Step 3: Secure the base pieces to form a box.

After you’ve measured and cut all your side, back, and front pieces to size with a circular saw, position the cut end of one side piece against the edge of one back piece at a right angle and screw the pieces together from the rear with three 3-inch deck screws. (Drilling pilot holes can be helpful.) 

Repeat this connection on the opposite side and front of the frame to form a box, and then repeat this entire process for each layer of the frame you’re making until you reach the top layer. 

Step 4: Create angled side pieces (optional).

To create the angled side pieces, place a board on top of a cold frame layer that you’ve already made so that the back of the board is flush to the back of the cold frame layer. Then, use a straight edge to draw a diagonal line from the top rear corner of the board to the lower front corner of the board to map out the shape of two angled side pieces. 

When you’re ready to cut, clamp the wood board to your work surface and slowly cut along the diagonal line with a circular saw to create two angled side sections. Smooth the cut sides with sandpaper and attach the rear of the side pieces to the final back board with screws.

Step 5: Install braces.

Measure the height of the inside corners in the front and back of your cold frame and cut four braces to secure inside the frame using the leftover scrap wood. Because my lid was on an angle, I cut two of the braces to 11 inches and two to 16 inches, but the height of your braces may vary.

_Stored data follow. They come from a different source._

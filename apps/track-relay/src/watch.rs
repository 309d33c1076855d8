use anyhow::{anyhow, Context, Result};
use futures_util::{SinkExt, StreamExt};
use tokio::time::{timeout, Duration};
use tokio_tungstenite::{connect_async, tungstenite::Message};
use tracing::{debug, info};

const CONNECT_TIMEOUT: Duration = Duration::from_secs(5);

/// Debug client: tracks `keyword` on the relay at `url` and prints every message it receives,
/// stopping after `count` messages when given.
pub async fn run_watch(url: String, keyword: String, count: Option<usize>) -> Result<()> {
    let ws_url = format!("{}/track", url.trim_end_matches('/'));
    debug!(url = %ws_url, "connecting");

    let (ws_stream, _) = match timeout(CONNECT_TIMEOUT, connect_async(&ws_url)).await {
        Ok(Ok(result)) => result,
        Ok(Err(err)) => return Err(anyhow!("connection to {ws_url} failed: {err}")),
        Err(_) => return Err(anyhow!("timed out connecting to {ws_url}")),
    };
    let (mut write, mut read) = ws_stream.split();

    let register = serde_json::json!({ "track": keyword }).to_string();
    write
        .send(Message::Text(register.into()))
        .await
        .context("failed to send track request")?;
    info!(keyword = %keyword, "tracking; waiting for messages");

    let mut received = 0usize;
    loop {
        let frame = tokio::select! {
            _ = tokio::signal::ctrl_c() => break,
            frame = read.next() => frame,
        };
        match frame {
            Some(Ok(Message::Text(text))) => {
                println!("{}", text.as_str());
                received += 1;
            }
            Some(Ok(Message::Close(_))) | None => {
                info!("relay closed the connection");
                break;
            }
            Some(Ok(_)) => continue,
            Some(Err(err)) => return Err(anyhow!("websocket error: {err}")),
        }
        if count.is_some_and(|limit| received >= limit) {
            break;
        }
    }

    let _ = write.send(Message::Close(None)).await;
    Ok(())
}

To form the frame, stack the frame boxes atop each other and secure a brace inside each corner with deck screws. If your lid is on an angle, add an additional screw to the front of each angled side piece for strength. Then, sand down any rough or uneven edges on the exterior of the cold frame with sandpaper.

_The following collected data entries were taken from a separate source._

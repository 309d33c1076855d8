use std::{collections::HashSet, sync::Arc, time::Instant};

use bytes::Bytes;
use metrics::counter;
use relay_bus::{inbound_topic, Bus, BusError};
use thiserror::Error;
use tokio::sync::watch;
use tracing::debug;

use crate::{
    client::{ClientMessage, MalformedMessage},
    control::{control_channel, ControlError, ControlSender},
    pipeline::{Aggregator, MessagePipeline, Scorer},
    registry::SessionRegistry,
    session::{SessionId, SessionTransport},
    upstream::Upstream,
    worker::{StreamStatus, StreamWorker, StreamWorkerHandle, WorkerConfig, WorkerError},
};

#[derive(Debug, Error)]
pub enum MuxError {
    #[error(transparent)]
    Malformed(#[from] MalformedMessage),
    #[error(transparent)]
    Control(#[from] ControlError),
    #[error("relay publish failed: {0}")]
    Relay(#[from] BusError),
}

/// What a client frame turned into.
#[derive(Debug, Clone, PartialEq, Eq)]
pub enum ClientAction {
    Tracked { keyword: String },
    Relayed { subscribers: usize },
}

/// Connection-side entry point. Cheap to clone; every clone feeds the same stream worker.
#[derive(Clone)]
pub struct Multiplexer {
    registry: Arc<SessionRegistry>,
    control: ControlSender,
    bus: Arc<dyn Bus>,
    status: watch::Receiver<StreamStatus>,
}

impl Multiplexer {
    /// Builds the registry and pipeline and spawns the stream worker thread.
    pub fn start(
        config: WorkerConfig,
        upstream: Arc<dyn Upstream>,
        scorer: Arc<dyn Scorer>,
        aggregator: Arc<dyn Aggregator>,
        bus: Arc<dyn Bus>,
    ) -> Result<(Self, StreamWorkerHandle), WorkerError> {
        let registry = Arc::new(SessionRegistry::new());
        let (control, control_rx) = control_channel();
        let pipeline = MessagePipeline::new(registry.clone(), scorer, aggregator);
        let worker = StreamWorker::new(config, registry.clone(), upstream, pipeline, control_rx);
        let handle = worker.spawn()?;
        let mux = Self {
            registry,
            control,
            bus,
            status: handle.status(),
        };
        Ok((mux, handle))
    }

    /// Registers a freshly connected session. It receives nothing until it tracks a keyword.
    pub fn on_connect(&self, session_id: SessionId, transport: Arc<dyn SessionTransport>) {
        counter!("track_mux_sessions_connected_total", 1);
        self.registry.attach(session_id, transport);
    }

    pub fn on_message(&self, session_id: &SessionId, text: &str) -> Result<ClientAction, MuxError> {
        let message = ClientMessage::parse(text).map_err(|err| {
            counter!(
                "track_mux_malformed_messages_total",
                1,
                "reason" => err.metric_label()
            );
            err
        })?;
        match message {
            ClientMessage::Track { keyword } => {
                self.control
                    .register_filter(session_id.clone(), keyword.clone())?;
                Ok(ClientAction::Tracked { keyword })
            }
            ClientMessage::Relay { raw } => {
                let subscribers = self
                    .bus
                    .publish(&inbound_topic(session_id.as_str()), Bytes::from(raw))?;
                debug!(
                    target = "relay.bus",
                    session_id = %session_id,
                    subscribers,
                    "relayed client message"
                );
                Ok(ClientAction::Relayed { subscribers })
            }
        }
    }

    pub fn on_disconnect(&self, session_id: &SessionId) -> Result<(), ControlError> {
        counter!("track_mux_sessions_disconnected_total", 1);
        self.control.unregister(session_id.clone())
    }

    /// Reconciles the registry with the sockets open at `taken_at`. Sessions connected after
    /// that instant are kept even when absent from `live`.
    pub fn sync_sessions(
        &self,
        live: HashSet<SessionId>,
        taken_at: Instant,
    ) -> Result<(), ControlError> {
        self.control.sync_sessions(live, taken_at)
    }

    pub fn shutdown(&self) -> Result<(), ControlError> {
        self.control.shutdown()
    }

    pub fn status(&self) -> StreamStatus {
        self.status.borrow().clone()
    }

    pub fn watch_status(&self) -> watch::Receiver<StreamStatus> {
        self.status.clone()
    }

    pub fn session_count(&self) -> usize {
        self.registry.len()
    }

    pub fn registry(&self) -> &Arc<SessionRegistry> {
        &self.registry
    }
}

Step 5: Attach the window and finish.

If you’re using a ledger board, paint or stain all sides of the frame to seal out moisture. Painting the interior of the frame white helps the frame reflect more light. There’s no need to seal cedar boards as they’re naturally water-resistant and can last up to 15 years outdoors.

Once the frame is done, position the window on top of the frame box and secure the rear of the window to the frame box with two outdoor-grade hinges and mounting screws. I recommend drilling pilot holes in the window frame first to avoid splitting the wood and drilling a few drainage holes on the bottom edge of the window frame so water doesn’t pool and cause rot.

If you don’t want to create a hinged lid, you can forgo the hinges altogether and just lift the window on and off the frame, or permanently secure the window with screws and lift the entire frame up as needed.

Final Thoughts

Adding cold frames to my setup has extended my growing season by at least a month, and allows me to harden off indoor seedlings much easier, too. If you’re into plant propagation or want to grow native plants, cold frames can also be used to house cuttings while they’re rooting or overwintering seeds that require cold stratification. 

I place my cold frames in a level, sunny, and south-facing location to maximize light exposure and prop the lid up with a block of wood as needed to keep the frames from overheating. Even in the depths of winter, cold frames trap an incredible amount of heat and can potentially overheat if you leave the window lid closed 24/7.